“Hundreds of thousands of these young people still live day to day facing the overwhelming uncertainty around their future in a country they have called home for decades.”
Twelve years after the Obama Administration created the Deferred Action for Childhood Arrivals (DACA) policy, DACA recipients have grown in many ways: youth who started as mostly high school and college students are now building careers and establishing families.

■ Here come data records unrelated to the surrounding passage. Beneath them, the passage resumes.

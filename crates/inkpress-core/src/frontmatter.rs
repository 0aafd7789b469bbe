//! Front matter parsing for content files.

use std::path::Path;

use crate::{
    content::Metadata,
    error::{CoreError, Result},
};

/// Delimiter types for front matter.
#[derive(Debug, Clone, Copy, PartialEq, Eq)]
pub enum FrontmatterFormat {
    /// YAML front matter delimited by `---`.
    Yaml,
    /// TOML front matter delimited by `+++`.
    Toml,
}

impl FrontmatterFormat {
    /// Get the delimiter string for this format.
    pub fn delimiter(&self) -> &'static str {
        match self {
            Self::Yaml => "---",
            Self::Toml => "+++",
        }
    }
}

/// Split content into front matter and body.
///
/// The closing delimiter must start a line, so `---` inside a value does not
/// end the block.
pub fn split_frontmatter(content: &str) -> Option<(FrontmatterFormat, &str, &str)> {
    let content = content.trim_start_matches('\u{feff}').trim_start();

    let format = if content.starts_with("---") {
        FrontmatterFormat::Yaml
    } else if content.starts_with("+++") {
        FrontmatterFormat::Toml
    } else {
        return None;
    };

    let delimiter = format.delimiter();
    let after_first = &content[delimiter.len()..];

    let closing_pos = after_first.find(&format!("\n{delimiter}"))? + 1;

    let frontmatter = after_first[..closing_pos].trim();
    let body = after_first[closing_pos + delimiter.len()..].trim_start();

    Some((format, frontmatter, body))
}

/// Parse front matter from a string into loose metadata and the body.
///
/// Content without front matter yields empty metadata and the full content.
pub fn parse_frontmatter(content: &str, path: &Path) -> Result<(Metadata, String)> {
    let Some((format, fm_str, body)) = split_frontmatter(content) else {
        return Ok((Metadata::new(), content.to_string()));
    };

    if fm_str.is_empty() {
        return Ok((Metadata::new(), body.to_string()));
    }

    let metadata: Metadata = match format {
        FrontmatterFormat::Yaml => {
            serde_yaml::from_str(fm_str).map_err(|e| CoreError::yaml_frontmatter(path, e))?
        }
        FrontmatterFormat::Toml => {
            toml::from_str(fm_str).map_err(|e| CoreError::toml_frontmatter(path, e))?
        }
    };

    Ok((metadata, body.to_string()))
}
//! Lifecycle hooks.

use crate::context::BuildContext;

/// Result of one hook invocation.
///
/// None of these abort the build. The builder logs each outcome and records
/// it in the build report.
#[derive(Debug, Clone, PartialEq, Eq)]
pub enum HookOutcome {
    /// The hook did its work.
    Completed { detail: String },
    /// Optional input was missing; nothing was touched.
    Skipped { reason: String },
    /// The hook failed; the build continues without its output.
    Failed { error: String },
}

impl HookOutcome {
    /// Whether the hook completed.
    pub fn is_completed(&self) -> bool {
        matches!(self, Self::Completed { .. })
    }

    /// Whether the hook skipped its work.
    pub fn is_skipped(&self) -> bool {
        matches!(self, Self::Skipped { .. })
    }

    /// Whether the hook failed.
    pub fn is_failed(&self) -> bool {
        matches!(self, Self::Failed { .. })
    }
}

/// A hook invoked once before each build, ahead of content processing.
pub trait BuildHook: Send + Sync {
    /// Name used in diagnostics and the build report.
    fn name(&self) -> &str;

    /// Run the hook.
    fn before_build(&self, ctx: &BuildContext) -> HookOutcome;
}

When President Obama announced the DACA policy in 2012, he described prospective DACA recipients as “young people who study in our schools, play in our neighborhoods, are friends with our kids, and pledge allegiance to our flag.” For years, elected officials and media outlets highlighted DACA recipients’ youth and the fact that they’d been educated alongside their U.S. citizen peers. Today, DACA recipients are no longer children; the protections afforded by the policy have helped them to build their lives in the U.S., graduate from school, grow their careers, and establish their own families. But even while DACA recipients have grown and changed, the DACA policy has not kept up, and it has been less effective over time because of court challenges resulting in closures of the policy for new applicants. Today, hundreds of thousands of these young people still live day to day facing the overwhelming uncertainty around their future in a country they have called home for decades.
When the DACA policy launched, DACA recipients were generally younger people who were in high school, or who were just beginning their college education or their careers. According to FWD.us estimates, the average age of DACA recipients in 2012 was 21 years.1 At that time, nearly half (45%) of approved applicants were enrolled in high school or college, while a slight majority (60%) participated in the labor force. For this first group, only slightly more than two-thirds (77%) had graduated from high school, and roughly a third (35%) had attained some college education. As many were in school or just beginning careers, DACA recipients earned a median income of only $4,000 per year.